Leaders of the Scrabble tournament community in North America are voting on whether to ban the use of racial and homophobic slurs.

The vote will decide whether the words will be removed from the North American Scrabble Players Association (NASPA) list of accepted words, according to the BBC.

The NASPA manages competitive Scrabble tournaments and clubs in North America.

Hasbro, owner of the rights to Scrabble in North America, says that NASPA has ‘agreed to remove all slurs from their word list for Scrabble tournament play, which is managed solely by NASPA and available only to members’.

Hasbro has not allowed slurs in its dictionary since 1994. However the association has still permitted them.

The association licenses its list of words to software developers.

NASPA chief executive John Chew told the BBC: ‘The vote is at this point a necessary formality, and we will be removing all offensive words from our lexicon.
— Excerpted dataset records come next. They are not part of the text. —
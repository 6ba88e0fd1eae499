use serde::{Deserialize, Serialize};
use serenity::all::{CommandId, CommandOptionType, CommandType, CreateCommand, CreateCommandOption};
use tracing::debug;

use crate::bot::{arguments::arguments::{ArgInfo, ArgType}, commands::commands::CommandInfo};

#[derive(Debug, Clone, Copy, PartialEq, Eq, Hash, Deserialize, Serialize)]
pub enum OptionKind {
    SubCommand,
    SubCommandGroup,
    String,
    Integer,
    Boolean,
    User,
    Channel,
    Role,
}

#[derive(Debug, Clone, Copy, PartialEq, Eq, Hash, Default, Deserialize, Serialize)]
pub enum CommandKind {
    #[default]
    ChatInput,
    /// Context-menu entry on a user.
    User,
    /// Context-menu entry on a message.
    Message,
}

#[derive(Debug, Clone, PartialEq, Eq, Deserialize, Serialize)]
pub struct OptionChoice {
    pub name: String,
    pub value: String,
}

#[derive(Debug, Clone, PartialEq, Eq, Deserialize, Serialize)]
pub struct OptionSchema {
    pub kind: OptionKind,
    pub name: String,
    pub description: String,
    pub required: bool,
    pub choices: Vec<OptionChoice>,
    pub options: Vec<OptionSchema>,
}

/// Platform-native description of one application command.
#[derive(Debug, Clone, PartialEq, Eq, Deserialize, Serialize)]
pub struct CommandSchema {
    pub name: String,
    pub description: String,
    pub kind: CommandKind,
    pub options: Vec<OptionSchema>,
}

/// A command as currently registered on the platform.
#[derive(Debug, Clone, PartialEq, Eq)]
pub struct RemoteCommand {
    pub id: CommandId,
    pub schema: CommandSchema,
}

pub fn option_kind(kind: &ArgType) -> OptionKind {
    match kind {
        ArgType::Int => OptionKind::Integer,
        ArgType::String => OptionKind::String,
        ArgType::Channel => OptionKind::Channel,
        ArgType::User => OptionKind::User,
        ArgType::Role => OptionKind::Role,
        ArgType::Boolean => OptionKind::Boolean,
        ArgType::SubCmd => OptionKind::SubCommand,
        ArgType::SubCmdGrp => OptionKind::SubCommandGroup,
        ArgType::Other(_) => OptionKind::String,
    }
}

fn argument_option(arg: &ArgInfo) -> OptionSchema {
    OptionSchema {
        kind: option_kind(&arg.kind),
        name: arg.name.clone(),
        description: arg.description.clone(),
        required: arg.required,
        choices: arg
            .choices
            .iter()
            .flatten()
            .map(|c| OptionChoice { name: c.clone(), value: c.clone() })
            .collect(),
        options: Vec::new(),
    }
}

/// Flat schema for a leaf command. Options keep descriptor order.
pub fn synthesize(info: &CommandInfo) -> CommandSchema {
    CommandSchema {
        name: info.trigger.clone(),
        description: info.description.clone(),
        kind: CommandKind::ChatInput,
        options: info.arguments.iter().map(argument_option).collect(),
    }
}

/// Schema for a parent command; every child becomes one sub-command option.
///
/// Only one level of nesting is produced. A child whose first argument is a
/// sub-command group would need a second level and is left out.
pub fn synthesize_parent<'a, I>(info: &CommandInfo, children: I) -> CommandSchema
where
    I: IntoIterator<Item = &'a CommandInfo>,
{
    let mut children: Vec<&CommandInfo> = children.into_iter().collect();
    children.sort_by(|a, b| a.trigger.cmp(&b.trigger));

    let options = children
        .into_iter()
        .filter(|child| {
            let nested = matches!(child.arguments.first(), Some(first) if first.kind == ArgType::SubCmdGrp);
            if nested {
                debug!("Skipping sub-command group '{}' under '{}'", child.trigger, info.trigger);
            }
            !nested
        })
        .map(|child| OptionSchema {
            kind: OptionKind::SubCommand,
            name: child.trigger.clone(),
            description: child.description.clone(),
            required: false,
            choices: Vec::new(),
            options: child.arguments.iter().filter(|a| !a.kind.is_subcommand()).map(argument_option).collect(),
        })
        .collect();

    CommandSchema {
        name: info.trigger.clone(),
        description: info.description.clone(),
        kind: CommandKind::ChatInput,
        options,
    }
}

impl From<OptionKind> for CommandOptionType {
    fn from(kind: OptionKind) -> Self {
        match kind {
            OptionKind::SubCommand => CommandOptionType::SubCommand,
            OptionKind::SubCommandGroup => CommandOptionType::SubCommandGroup,
            OptionKind::String => CommandOptionType::String,
            OptionKind::Integer => CommandOptionType::Integer,
            OptionKind::Boolean => CommandOptionType::Boolean,
            OptionKind::User => CommandOptionType::User,
            OptionKind::Channel => CommandOptionType::Channel,
            OptionKind::Role => CommandOptionType::Role,
        }
    }
}

impl From<CommandKind> for CommandType {
    fn from(kind: CommandKind) -> Self {
        match kind {
            CommandKind::ChatInput => CommandType::ChatInput,
            CommandKind::User => CommandType::User,
            CommandKind::Message => CommandType::Message,
        }
    }
}

impl CommandSchema {
    /// Name-only schema for a context-menu command.
    pub fn context_menu(name: impl Into<String>, kind: CommandKind) -> Self {
        Self { name: name.into(), description: String::new(), kind, options: Vec::new() }
    }

    pub fn to_create_command(&self) -> CreateCommand {
        let mut command = CreateCommand::new(&self.name).kind(self.kind.into());
        // Context-menu commands must not carry a description.
        if self.kind == CommandKind::ChatInput {
            command = command.description(&self.description);
        }
        for option in &self.options {
            command = command.add_option(option.to_create_option());
        }
        command
    }
}

impl OptionSchema {
    fn to_create_option(&self) -> CreateCommandOption {
        let mut option = CreateCommandOption::new(self.kind.into(), &self.name, &self.description).required(self.required);
        for choice in &self.choices {
            option = option.add_string_choice(&choice.name, &choice.value);
        }
        for sub in &self.options {
            option = option.add_sub_option(sub.to_create_option());
        }
        option
    }
}

#[cfg(test)]
mod tests {
    use super::*;

    #[test]
    fn leaf_command_keeps_descriptor_order() {
        let info = CommandInfo::new("ban", "Ban a member")
            .arg(ArgInfo::new("days", ArgType::Int, "Days of messages to delete").required())
            .arg(ArgInfo::new("mode", ArgType::String, "How").choices(["soft", "hard"]));

        let schema = synthesize(&info);
        assert_eq!(schema.name, "ban");
        assert_eq!(schema.options.len(), 2);

        let days = &schema.options[0];
        assert_eq!(days.name, "days");
        assert_eq!(days.kind, OptionKind::Integer);
        assert!(days.required);
        assert!(days.choices.is_empty());

        let mode = &schema.options[1];
        assert_eq!(mode.kind, OptionKind::String);
        assert!(!mode.required);
        assert_eq!(mode.choices.len(), 2);
        assert_eq!(mode.choices[1], OptionChoice { name: "hard".into(), value: "hard".into() });
    }

    #[test]
    fn unknown_tag_falls_back_to_string() {
        let info = CommandInfo::new("poke", "Poke").arg(ArgInfo::new("who", ArgType::Other("mentionable".into()), "w"));
        assert_eq!(synthesize(&info).options[0].kind, OptionKind::String);
    }

    #[test]
    fn parent_lists_children_and_skips_groups() {
        let parent = CommandInfo::new("config", "Configure").parent();
        let set = CommandInfo::new("set", "Set").child_of("config").arg(ArgInfo::new("value", ArgType::String, "v").required());
        let get = CommandInfo::new("get", "Get").child_of("config");
        let group = CommandInfo::new("perm", "Perms").child_of("config").arg(ArgInfo::new("grp", ArgType::SubCmdGrp, "g"));

        let schema = synthesize_parent(&parent, [&set, &group, &get]);
        let names: Vec<&str> = schema.options.iter().map(|o| o.name.as_str()).collect();
        assert_eq!(names, vec!["get", "set"]);
        assert!(schema.options.iter().all(|o| o.kind == OptionKind::SubCommand));
        assert_eq!(schema.options[1].options[0].name, "value");
        assert!(schema.options[1].options[0].required);
    }

    #[test]
    fn converts_to_serenity_builder() {
        let info = CommandInfo::new("ping", "Pong").arg(ArgInfo::new("loud", ArgType::Boolean, "l"));
        let json = serde_json::to_value(synthesize(&info).to_create_command()).unwrap();
        assert_eq!(json["name"], "ping");
        assert_eq!(json["description"], "Pong");
        assert_eq!(json["options"].as_array().map(Vec::len), Some(1));
    }
}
We will be reviewing our candidate list of 236 such words carefully to make sure that they all need to be deleted, which may take an additional week or two after the decision.

‘I don’t think that this is the time for us to be contributing divisively to the world’s problems.’
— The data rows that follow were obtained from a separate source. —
use std::{collections::HashMap, sync::Arc};

use serenity::all::GuildId;
use tracing::{debug, error, info, warn};

use crate::bot::{
    commands::{
        commands::{normalize, Command, CommandInfo, Component},
        CommandRegistry, RegistryBuilder,
    },
    handler::handler::{ChatClient, CommandScope},
    schema::schema::{synthesize, synthesize_parent, CommandKind, CommandSchema},
    state::def::RuntimeMode,
};

impl RegistryBuilder {
    pub fn new() -> Self {
        Self::default()
    }

    /// Adds a top-level command and its aliases.
    ///
    /// Aliases are first-come: a later command cannot claim one that already
    /// points elsewhere. Triggers are last-come: re-registering replaces, and
    /// a trigger always takes its own name back from another command's alias.
    pub fn register(&mut self, command: Command) -> &mut Self {
        let mut info = (*command.info).clone();
        info.aliases.push(info.trigger.clone());
        let trigger = normalize(&info.trigger);

        if let Some(owner) = self.aliases.insert(trigger.clone(), trigger.clone()).filter(|o| *o != trigger) {
            warn!("Alias '{}' of '{}' is now the trigger of '{}'", trigger, owner, info.trigger);
        }

        for alias in &info.aliases {
            let alias = normalize(alias);
            match self.aliases.get(&alias) {
                Some(existing) if *existing != trigger => {
                    warn!("Alias '{}' already registered for '{}', ignoring it for '{}'", alias, existing, info.trigger);
                }
                Some(_) => {}
                None => {
                    self.aliases.insert(alias, trigger.clone());
                }
            }
        }

        let command = Command { info: Arc::new(info), handler: command.handler };
        if self.commands.insert(trigger.clone(), command).is_some() {
            warn!("Command '{}' registered twice, replacing the earlier registration", trigger);
        }
        self
    }

    /// Adds a sub-command under its parent. Children get no aliases.
    pub fn register_child(&mut self, command: Command) -> &mut Self {
        let Some(parent) = command.info.parent_id.as_deref().map(normalize).filter(|p| !p.is_empty()) else {
            warn!("Child command '{}' has no parent id, dropping it", command.info.trigger);
            return self;
        };

        let child = normalize(&command.info.trigger);
        if self.children.entry(parent.clone()).or_default().insert(child.clone(), command).is_some() {
            warn!("Child command '{} {}' registered twice, replacing the earlier registration", parent, child);
        }
        self
    }

    /// Requests an interaction schema for `info`; synthesis happens at [`seal`](Self::seal).
    pub fn register_interaction_schema(&mut self, info: &CommandInfo) -> &mut Self {
        self.schema_requests.push(info.clone());
        self
    }

    pub fn register_component(&mut self, component: Component) -> &mut Self {
        let id = normalize(&component.id);
        if self.components.insert(id.clone(), component).is_some() {
            warn!("Component handler '{}' registered twice, replacing the earlier registration", id);
        }
        self
    }

    /// Ends the write phase.
    pub fn seal(self) -> Arc<CommandRegistry> {
        for parent in self.children.keys() {
            match self.commands.get(parent) {
                Some(cmd) if cmd.info.is_parent => {}
                _ => warn!("Child commands registered under '{}', which is not a registered parent", parent),
            }
        }

        let mut schemas = HashMap::new();
        for info in &self.schema_requests {
            let key = normalize(&info.trigger);
            if info.is_parent && info.is_child {
                debug!("'{}' is both parent and child, leaving its schema to its parent", key);
                continue;
            }

            let schema = if info.is_parent {
                let children = self.children.get(&key).into_iter().flat_map(|c| c.values()).map(|c| c.info.as_ref());
                synthesize_parent(info, children)
            } else {
                synthesize(info)
            };
            schemas.insert(key, schema);
        }

        info!(
            "Command registry sealed: {} commands, {} aliases, {} schemas, {} components",
            self.commands.len(),
            self.aliases.len(),
            schemas.len(),
            self.components.len()
        );

        Arc::new(CommandRegistry {
            commands: self.commands,
            children: self.children,
            aliases: self.aliases,
            schemas,
            components: self.components,
        })
    }
}

impl CommandRegistry {
    /// Resolves a typed trigger or alias to its command.
    pub fn resolve(&self, token: &str) -> Option<&Command> {
        let key = normalize(token);
        self.aliases.get(&key).and_then(|trigger| self.commands.get(trigger)).or_else(|| self.commands.get(&key))
    }

    /// Exact trigger lookup, no alias indirection.
    pub fn command(&self, trigger: &str) -> Option<&Command> {
        self.commands.get(&normalize(trigger))
    }

    pub fn child(&self, parent: &str, token: &str) -> Option<&Command> {
        self.children.get(&normalize(parent))?.get(&normalize(token))
    }

    pub fn component(&self, id: &str) -> Option<&Component> {
        self.components.get(&normalize(id))
    }

    /// Snapshot of every command's info, without handlers.
    pub fn list_public_info(&self) -> HashMap<String, CommandInfo> {
        self.commands.iter().map(|(trigger, cmd)| (trigger.clone(), (*cmd.info).clone())).collect()
    }

    pub fn schemas(&self) -> &HashMap<String, CommandSchema> {
        &self.schemas
    }

    pub fn len(&self) -> usize {
        self.commands.len()
    }

    pub fn is_empty(&self) -> bool {
        self.commands.is_empty()
    }

    /// Replaces the platform's command set with the synthesized schemas.
    ///
    /// Context-menu commands already on the platform are carried over. In
    /// development mode every known guild is overwritten in turn and the run
    /// stops at the first failure. Returns how many scopes were written.
    pub async fn publish_schemas(&self, client: &dyn ChatClient, mode: RuntimeMode) -> usize {
        let mut outgoing: Vec<CommandSchema> = match client.fetch_commands(CommandScope::Global).await {
            Ok(remote) => remote.into_iter().map(|r| r.schema).filter(|s| s.kind != CommandKind::ChatInput).collect(),
            Err(e) => {
                error!("Unable to fetch current application commands: {e}");
                Vec::new()
            }
        };

        let mut ours: Vec<&CommandSchema> = self.schemas.values().collect();
        ours.sort_by(|a, b| a.name.cmp(&b.name));
        outgoing.extend(ours.into_iter().cloned());

        match mode {
            RuntimeMode::Development => {
                let guilds = client.known_guilds().await;
                info!("Setting {} application commands in {} guilds", outgoing.len(), guilds.len());

                let mut written = 0;
                for guild in guilds {
                    match client.overwrite_commands(CommandScope::Guild(guild), &outgoing).await {
                        Ok(count) => {
                            info!("Overwrote {} application commands in guild {}", count, guild);
                            written += 1;
                        }
                        Err(e) => {
                            error!("Unable to overwrite application commands in guild {}: {e}", guild);
                            return written;
                        }
                    }
                }
                written
            }
            RuntimeMode::Production => match client.overwrite_commands(CommandScope::Global, &outgoing).await {
                Ok(count) => {
                    info!("Overwrote {} global application commands", count);
                    1
                }
                Err(e) => {
                    error!("Unable to register application commands: {e}");
                    0
                }
            },
        }
    }

    /// Removes every application command registered in one guild.
    pub async fn clear_guild_schemas(&self, client: &dyn ChatClient, guild: GuildId) -> usize {
        let scope = CommandScope::Guild(guild);
        let remote = match client.fetch_commands(scope).await {
            Ok(remote) => remote,
            Err(e) => {
                error!("Error getting application commands for guild {}: {e}", guild);
                return 0;
            }
        };

        let mut deleted = 0;
        for command in remote {
            match client.delete_command(scope, command.id).await {
                Ok(()) => deleted += 1,
                Err(e) => error!("Error deleting application command {} ({}): {e}", command.schema.name, command.id),
            }
        }
        deleted
    }
}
He was worried people were put off from joining the association due to offensive language in the association’s dictionary.

NASPA’s survey asked whether respondents wanted the ‘N-word’ removed from the association’s vocabulary. Mr Chew said members were split over removing the ‘N-word’, while the public was in favour.

‘Of course, there will inevitably be a situation if slurs are banned where a world championship final hinges on one player’s inability to play a now-banned word. That’s bound to happen,’ he said.